There are around 25,000 prisoners in Massachusetts state and county facilities, of which some 20 percent are drug law violators. It costs $43,000 to incarcerate one prisoner for a year. That $215 million is real money, and doesn't even include costs of detection, apprehension, and prosecution.
Under the escalating drug war, costs have skyrocketed to the point that the Commonwealth grotesquely now spends as much money for incarceration as for higher education. Illicit drug use, however, has leveled out at around 10 percent of the adult population, and of those users, only around .03 percent of them are caught. Contrast that with the 40 percent arrest rate for violent crimes and 10 percent for property crimes. In terms of efficacy alone, current laws - largely a legacy of generations past - do not have much to commend them. The demand and supply of drugs hold steady.
Serious rethinking might begin with a close look at who, exactly, the drug offenders are, and whether the public safety requires their imprisonment. The time has come for legislative triage, distinguishing between the people who pose a risk to others, and those who, in the words of Georgia Corrections Commissioner Jim Donald, "we're just mad at." Reform should distinguish between predatory criminals who violate the rights of others, and non-predatory offenders whose consensual conduct is complained of only by the police.
Ronald Reagan, naturally, said it clearly: "Government exists to protect us from each other. Where government has gone beyond its limits is in deciding to protect us from ourselves." Purging the criminal justice system of people we are protecting from themselves could free up hundreds of millions in criminal justice and incarceration savings, without threatening the public safety.
Hopefully leaders will now emerge, not only in politics, but in the media, education, and certainly in law enforcement to guide a new public discussion of this thorny but necessary topic. A good place to start is with some crucial questions that, until the Question 2 vote, few were ready to confront:
-- Is it realistic to think that continuing to pour vast resources into detection, enforcement, prosecution and punishment, we will ever achieve success in the struggle against illegal drugs?
-- When we are "successful," how many more people will be locked up, and at what cost to taxpayers?
-- Where, exactly, is the line between abhorrent conduct we punish and abhorrent conduct we tolerate?
-- Does it make sense to conflate the concepts of drug use, drug abuse and drug addiction?
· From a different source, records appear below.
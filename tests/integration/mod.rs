//! Integration tests for host to container routing

mod event_adapters;
mod routing_scenarios;
mod self_redirect;
mod test_utils;
//! container-router: Host to Container Routing
//!
//! Decides, per browser navigation, whether the destination should be re-opened
//! in a different container (isolated cookie store) than the navigating tab's,
//! and carries that redirect out without looping on its own navigations.

pub mod adapters;
pub mod cli;
pub mod collaborators;
pub mod config;
pub mod coordinator;
pub mod engine;
pub mod error;
pub mod logging;
pub mod memory;
pub mod preferences;
pub mod profile;
pub mod tracker;
pub mod types;

pub use adapters::{BlockingResponse, RequestDetails, Router, TabChangeInfo};
pub use engine::{RedirectPlan, RoutingAction, RoutingEngine};
pub use error::RouterError;
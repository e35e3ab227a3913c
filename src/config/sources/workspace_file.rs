//! Workspace config file source: config/config.toml and config/{env}.toml

use config::builder::DefaultState;
use config::ConfigBuilder;
use config::ConfigError;
use config::File;
use std::path::Path;

pub const ENV_PROFILE_VAR: &str = "CONTAINER_ROUTER_ENV";

/// Add workspace config files to builder.
/// Precedence: config/config.toml (base) then config/{CONTAINER_ROUTER_ENV}.toml.
pub fn add_to_builder(
    builder: ConfigBuilder<DefaultState>,
    workspace_root: &Path,
) -> Result<ConfigBuilder<DefaultState>, ConfigError> {
    let config_dir = workspace_root.join("config");
    let env_name = std::env::var(ENV_PROFILE_VAR).unwrap_or_else(|_| "development".to_string());

    let mut builder = builder;

    let base_config_path = config_dir.join("config.toml");
    if base_config_path.exists() {
        builder = builder.add_source(File::from(base_config_path).required(false));
    }

    let env_config_path = config_dir.join(format!("{}.toml", env_name));
    if env_config_path.exists() {
        builder = builder.add_source(File::from(env_config_path).required(false));
    }

    Ok(builder)
}
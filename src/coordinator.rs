//! Tab Creation Coordinator
//!
//! Carries out a [`RedirectPlan`]: opens the replacement tab in the target
//! container and disposes of the source tab. Creation and disposal run as two
//! spawned tasks so neither waits on the other; both only start acting once the
//! source tab snapshot has been read. Progress is published as [`RedirectEvent`]s.

use crate::collaborators::{Collaborators, PreferenceStore, TabState};
use crate::engine::RedirectPlan;
use crate::error::RouterError;
use crate::preferences::{KeepOldTabs, KEY_KEEP_OLD_TABS};
use crate::tracker::InFlightTracker;
use crate::types::{CookieStoreId, CreateTabOptions, TabId, UpdateTabOptions};
use std::sync::Arc;
use tokio::sync::{broadcast, oneshot};
use tokio::task::JoinHandle;
use tracing::{debug, info, warn};

const EVENT_CHANNEL_CAPACITY: usize = 64;

/// Step of a redirect that can fail
#[derive(Debug, Clone, Copy, PartialEq, Eq)]
pub enum RedirectStage {
    SourceLookup,
    Create,
    OpenerUpdate,
    Removal,
}

/// Observable progress of a redirect
#[derive(Debug, Clone, PartialEq, Eq)]
pub enum RedirectEvent {
    TabCreated {
        source: TabId,
        created: TabId,
        url: String,
        container: Option<CookieStoreId>,
    },
    OpenerLinked {
        tab: TabId,
        opener: TabId,
    },
    SourceRemoved {
        tab: TabId,
    },
    SourceKept {
        tab: TabId,
    },
    Failed {
        source: TabId,
        stage: RedirectStage,
        reason: String,
    },
}

/// What happened to the source tab
#[derive(Debug, Clone, Copy, PartialEq, Eq)]
pub enum DisposalOutcome {
    Removed,
    Kept,
    /// The source snapshot could not be read, so nothing was touched
    Skipped,
}

/// Handles to the two tasks launched for one redirect
pub struct RedirectTasks {
    pub creation: JoinHandle<Result<TabId, RouterError>>,
    pub disposal: JoinHandle<Result<DisposalOutcome, RouterError>>,
}

impl RedirectTasks {
    /// Wait for both tasks
    pub async fn join(
        self,
    ) -> (
        Result<TabId, RouterError>,
        Result<DisposalOutcome, RouterError>,
    ) {
        let (creation, disposal) = tokio::join!(self.creation, self.disposal);
        (flatten(creation), flatten(disposal))
    }
}

fn flatten<T>(
    joined: Result<Result<T, RouterError>, tokio::task::JoinError>,
) -> Result<T, RouterError> {
    joined.map_err(|e| RouterError::TaskFailed(e.to_string()))?
}

pub struct TabCreationCoordinator {
    tabs: Arc<dyn TabState>,
    preferences: Arc<dyn PreferenceStore>,
    tracker: Arc<InFlightTracker>,
    events: broadcast::Sender<RedirectEvent>,
}

impl TabCreationCoordinator {
    pub fn new(collaborators: &Collaborators, tracker: Arc<InFlightTracker>) -> Self {
        let (events, _) = broadcast::channel(EVENT_CHANNEL_CAPACITY);
        Self {
            tabs: collaborators.tabs.clone(),
            preferences: collaborators.preferences.clone(),
            tracker,
            events,
        }
    }

    /// Subscribe to redirect progress events
    pub fn subscribe(&self) -> broadcast::Receiver<RedirectEvent> {
        self.events.subscribe()
    }

    /// Launch creation and disposal for `plan`
    ///
    /// Must be called from within a tokio runtime.
    pub fn execute(&self, plan: RedirectPlan) -> RedirectTasks {
        let (source_ready, source_seen) = oneshot::channel::<()>();
        let source = plan.source_tab_id;

        let creation = tokio::spawn(create_replacement(
            self.tabs.clone(),
            self.tracker.clone(),
            self.events.clone(),
            plan,
            source_ready,
        ));
        let disposal = tokio::spawn(dispose_source(
            self.tabs.clone(),
            self.preferences.clone(),
            self.events.clone(),
            source,
            source_seen,
        ));

        RedirectTasks { creation, disposal }
    }
}

fn emit(events: &broadcast::Sender<RedirectEvent>, event: RedirectEvent) {
    // No subscribers is fine
    let _ = events.send(event);
}

fn fail(
    events: &broadcast::Sender<RedirectEvent>,
    source: TabId,
    stage: RedirectStage,
    err: &RouterError,
) {
    warn!(source_tab = %source, ?stage, error = %err, "Redirect step failed");
    emit(
        events,
        RedirectEvent::Failed {
            source,
            stage,
            reason: err.to_string(),
        },
    );
}

async fn create_replacement(
    tabs: Arc<dyn TabState>,
    tracker: Arc<InFlightTracker>,
    events: broadcast::Sender<RedirectEvent>,
    plan: RedirectPlan,
    source_ready: oneshot::Sender<()>,
) -> Result<TabId, RouterError> {
    let source = match tabs.get(plan.source_tab_id).await {
        Ok(tab) => tab,
        Err(err) => {
            fail(&events, plan.source_tab_id, RedirectStage::SourceLookup, &err);
            return Err(err);
        }
    };
    let _ = source_ready.send(());

    // An opener without a container would pull the new tab into the opener's
    // container, so it is only set up front when the container is explicit.
    let options = CreateTabOptions {
        url: plan.url.clone(),
        index: plan.insert_index,
        cookie_store_id: plan.target.clone(),
        active: source.active,
        opener_tab_id: plan.target.as_ref().and(plan.opener_tab_id),
    };

    let created = match tabs.create(options).await {
        Ok(tab) => tab,
        Err(err) => {
            fail(&events, plan.source_tab_id, RedirectStage::Create, &err);
            return Err(err);
        }
    };
    tracker.record(created.id, plan.url.clone());

    info!(
        source_tab = %plan.source_tab_id,
        created_tab = %created.id,
        container = %created.cookie_store_id,
        url = %plan.url,
        "Opened redirected tab"
    );
    emit(
        &events,
        RedirectEvent::TabCreated {
            source: plan.source_tab_id,
            created: created.id,
            url: plan.url.clone(),
            container: plan.target.clone(),
        },
    );

    if plan.target.is_none() {
        if let Some(opener) = plan.opener_tab_id {
            let update = UpdateTabOptions {
                opener_tab_id: Some(opener),
            };
            match tabs.update(created.id, update).await {
                Ok(()) => emit(
                    &events,
                    RedirectEvent::OpenerLinked {
                        tab: created.id,
                        opener,
                    },
                ),
                Err(err) => fail(&events, plan.source_tab_id, RedirectStage::OpenerUpdate, &err),
            }
        }
    }

    Ok(created.id)
}

async fn dispose_source(
    tabs: Arc<dyn TabState>,
    preferences: Arc<dyn PreferenceStore>,
    events: broadcast::Sender<RedirectEvent>,
    source: TabId,
    source_seen: oneshot::Receiver<()>,
) -> Result<DisposalOutcome, RouterError> {
    if source_seen.await.is_err() {
        debug!(source_tab = %source, "Source tab unavailable, leaving it alone");
        return Ok(DisposalOutcome::Skipped);
    }

    let keep = match preferences.get(KEY_KEEP_OLD_TABS).await {
        Ok(pref) => KeepOldTabs::from_value(pref.value.as_ref()),
        Err(err) => {
            warn!(error = %err, "keepOldTabs lookup failed, removing source tab");
            KeepOldTabs::Unset
        }
    };

    if !keep.removes_source() {
        debug!(source_tab = %source, "Keeping source tab");
        emit(&events, RedirectEvent::SourceKept { tab: source });
        return Ok(DisposalOutcome::Kept);
    }

    if let Err(err) = tabs.remove(source).await {
        fail(&events, source, RedirectStage::Removal, &err);
        return Err(err);
    }
    debug!(source_tab = %source, "Removed source tab");
    emit(&events, RedirectEvent::SourceRemoved { tab: source });
    Ok(DisposalOutcome::Removed)
}
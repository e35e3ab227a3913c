//! Routing profiles
//!
//! A profile is a TOML description of browser state: container identities,
//! host rules, preferences and open tabs. Loading one yields a
//! [`SimulatedBrowser`] whose in-memory collaborators back a fully wired
//! [`Router`].
//!
//! ```toml
//! [[identities]]
//! cookieStoreId = "work"
//! name = "Work"
//!
//! [hosts]
//! "example.com" = "work"
//!
//! [preferences]
//! keepOldTabs = false
//!
//! [[tabs]]
//! id = 3
//! index = 0
//! cookieStoreId = "personal"
//! ```

use crate::adapters::Router;
use crate::collaborators::Collaborators;
use crate::config::RouterConfig;
use crate::error::RouterError;
use crate::memory::{
    MemoryIdentityRegistry, MemoryPolicyStore, MemoryPreferenceStore, MemoryTabs,
    StaticDefaultResolver,
};
use crate::preferences::Preferences;
use crate::types::{CookieStoreId, Identity, TabSnapshot};
use serde::{Deserialize, Serialize};
use std::collections::{BTreeMap, HashSet};
use std::path::Path;
use std::sync::Arc;

#[derive(Debug, Clone, Default, Serialize, Deserialize)]
pub struct RoutingProfile {
    #[serde(default)]
    pub identities: Vec<Identity>,

    /// host → cookie store id
    #[serde(default)]
    pub hosts: BTreeMap<String, CookieStoreId>,

    #[serde(default)]
    pub preferences: Preferences,

    #[serde(default)]
    pub tabs: Vec<TabSnapshot>,
}

impl RoutingProfile {
    pub fn load(path: &Path) -> Result<Self, RouterError> {
        let text = std::fs::read_to_string(path)?;
        Self::from_toml_str(&text)
    }

    pub fn from_toml_str(text: &str) -> Result<Self, RouterError> {
        let profile: RoutingProfile = toml::from_str(text)?;
        profile.validate()?;
        Ok(profile)
    }

    pub fn validate(&self) -> Result<(), RouterError> {
        let mut seen = HashSet::new();
        for tab in &self.tabs {
            if tab.id.0 < 0 {
                return Err(RouterError::ConfigError(format!(
                    "Tab id {} must not be negative",
                    tab.id
                )));
            }
            if !seen.insert(tab.id) {
                return Err(RouterError::ConfigError(format!(
                    "Duplicate tab id {}",
                    tab.id
                )));
            }
        }
        if let Some(host) = self.hosts.keys().find(|host| host.trim().is_empty()) {
            return Err(RouterError::ConfigError(format!(
                "Invalid host rule key '{}'",
                host
            )));
        }
        Ok(())
    }

    /// Build the in-memory browser and a router over it
    pub fn into_browser(self, config: &RouterConfig) -> SimulatedBrowser {
        let policies = Arc::new(MemoryPolicyStore::new());
        for (host, container) in &self.hosts {
            policies.insert(host, container.clone());
        }
        let preferences = Arc::new(MemoryPreferenceStore::new(self.preferences));
        let identities = Arc::new(MemoryIdentityRegistry::new(self.identities));
        let tabs = Arc::new(MemoryTabs::new(self.tabs));
        let resolver = Arc::new(StaticDefaultResolver::new());

        let collaborators = Collaborators {
            policies: policies.clone(),
            preferences: preferences.clone(),
            identities: identities.clone(),
            tabs: tabs.clone(),
            default_resolver: resolver.clone(),
        };
        let router = Arc::new(Router::new(collaborators, config));

        SimulatedBrowser {
            policies,
            preferences,
            identities,
            tabs,
            resolver,
            router,
        }
    }
}

/// In-memory browser state plus the router wired over it
pub struct SimulatedBrowser {
    pub policies: Arc<MemoryPolicyStore>,
    pub preferences: Arc<MemoryPreferenceStore>,
    pub identities: Arc<MemoryIdentityRegistry>,
    pub tabs: Arc<MemoryTabs>,
    pub resolver: Arc<StaticDefaultResolver>,
    pub router: Arc<Router>,
}
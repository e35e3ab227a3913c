//! Error types for the container routing system.

use crate::types::TabId;
use thiserror::Error;

/// Errors raised while deciding or executing a routing action
#[derive(Debug, Error)]
pub enum RouterError {
    /// A collaborator call rejected. Decisions are never made on partial data.
    #[error("{collaborator} lookup failed: {reason}")]
    Lookup {
        collaborator: &'static str,
        reason: String,
    },

    #[error("Tab not found: {0}")]
    TabNotFound(TabId),

    #[error("Invalid URL: {0}")]
    InvalidUrl(String),

    #[error("Redirect task failed: {0}")]
    TaskFailed(String),

    #[error("Configuration error: {0}")]
    ConfigError(String),

    #[error("I/O error: {0}")]
    IoError(#[from] std::io::Error),
}

impl RouterError {
    /// Build a lookup failure for the named collaborator
    pub fn lookup(collaborator: &'static str, reason: impl Into<String>) -> Self {
        RouterError::Lookup {
            collaborator,
            reason: reason.into(),
        }
    }
}

impl From<config::ConfigError> for RouterError {
    fn from(err: config::ConfigError) -> Self {
        RouterError::ConfigError(err.to_string())
    }
}

impl From<toml::de::Error> for RouterError {
    fn from(err: toml::de::Error) -> Self {
        RouterError::ConfigError(err.to_string())
    }
}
For decades, few politicians have dared to criticize the laws lest they be branded "soft on drugs" in the next election. But in an era of evaporating public resources, the question is no longer whether drug offenders deserve our scorn, but whether they deserve our hospitality at $43,000 per year.
Billions have been spent in a mighty effort to fight and condemn drugs. Question 2 may well provide an historic opportunity to come to terms with them.
Richard M. Evans is an attorney practicing in Northampton.